遠藤の車列が出て8分後、待ちかねた連絡が入る。

「こちらパペット。了解。直ちに仕掛ける。よし、ブラボー1、2行け!」


「了解!」

「了解!」


ラリサとバシーリーも銃を構える。

「待ってました!私に任せて!」


そう言うとラリサはガンケースから取り出したアメリカ、ブッシュマスター社製自動小銃マグプルマサダを手にサンルーフから身を乗り出す。


それを見たバシーリーは。

「おいラリサ、お前まだマサダ使っているのか、皆んな*416なんだぞ」*ドイツH&K社製自動小銃


「私はこっちの方が使いやすいの。

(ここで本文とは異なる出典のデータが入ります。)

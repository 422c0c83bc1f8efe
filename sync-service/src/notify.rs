//! User-visible events.
//!
//! The core never touches presentation state; it publishes events on a
//! broadcast channel and the UI renders them. Notices are de-duplicated
//! within a short window so a burst of identical failures produces one
//! message, not a stack.

use std::collections::VecDeque;
use std::sync::Mutex;
use std::time::{Duration, Instant};

use tokio::sync::broadcast;

#[derive(Debug, Clone, Copy, PartialEq, Eq)]
pub enum NoticeKind {
    Success,
    Info,
    Warning,
    Error,
}

#[derive(Debug, Clone, PartialEq, Eq)]
pub struct Notice {
    pub kind: NoticeKind,
    pub message: String,
}

#[derive(Debug, Clone, PartialEq)]
pub enum ClientEvent {
    Notice(Notice),
    /// Number of submissions waiting in the offline queue.
    PendingCount(u64),
    /// Dashboard-derived data changed; re-pull it when convenient.
    DashboardInvalidated,
}

pub struct Notifier {
    tx: broadcast::Sender<ClientEvent>,
    recent: Mutex<VecDeque<(Instant, String)>>,
    window: Duration,
}

impl Notifier {
    pub fn new(window: Duration) -> Self {
        let (tx, _) = broadcast::channel(64);
        Self {
            tx,
            recent: Mutex::new(VecDeque::new()),
            window,
        }
    }

    pub fn subscribe(&self) -> broadcast::Receiver<ClientEvent> {
        self.tx.subscribe()
    }

    /// Publish a notice unless the same message went out within the
    /// de-duplication window.
    pub fn notice(&self, kind: NoticeKind, message: impl Into<String>) {
        let message = message.into();
        {
            let mut recent = self.recent.lock().expect("notice lock poisoned");
            let now = Instant::now();
            recent.retain(|(at, _)| now.duration_since(*at) < self.window);
            if recent.iter().any(|(_, m)| *m == message) {
                tracing::debug!(%message, "duplicate notice suppressed");
                return;
            }
            recent.push_back((now, message.clone()));
        }
        // No subscribers is fine; events are advisory.
        let _ = self.tx.send(ClientEvent::Notice(Notice { kind, message }));
    }

    pub fn pending_count(&self, count: u64) {
        let _ = self.tx.send(ClientEvent::PendingCount(count));
    }

    pub fn dashboard_invalidated(&self) {
        let _ = self.tx.send(ClientEvent::DashboardInvalidated);
    }
}

impl Default for Notifier {
    fn default() -> Self {
        // Matches the on-screen lifetime of a toast.
        Self::new(Duration::from_secs(3))
    }
}
pub mod billing;
pub mod db;
pub mod domain;
pub mod zones;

*大体カートリッジは共通なんだし問題ないじゃん」


*マサダとHK416はアメリカ、コルト.アームズ社製M4自動小銃をベースにしている他、口径もNATO標準の5.56ミリ


ブラボー1小隊の駆るレンジローバーが遠藤達の車列先頭の車に勢い良く突っ込む。

【キーーードガッ!!】


先頭車両に乗る3人の男達は、避ける事も身構える事もないなまま、強い衝撃に襲われ瞬間エアバッグが頭部を打ち付ける。

「がはっ!」

「ごばっ!」


 後部座席の男がアメリカ製拳銃コルトガバメントを抜こうとした瞬間、ローバーから出てきた隊員のHK416で上半身を撃ち抜かれ、他の2人は頭が起き上がる前に隊員達に撃たれる。


それを見た遠藤は。

「な、なんだ!?どこの組だ、いやチャイニーズマフィアか?も、戻れ!車を戻せ!」


助手席の男が後衛の護衛車に指示を出す間に、ラリサ達が迫る。

「やっぱり反応が遅いね。慣れてないのは仕方ないけど、バッシー君先行くよ!」


「おいラリサ!また勝手な行動をするな!」


バシーリーが止めるのも聞かずラリサは遠藤の車目掛けて走る。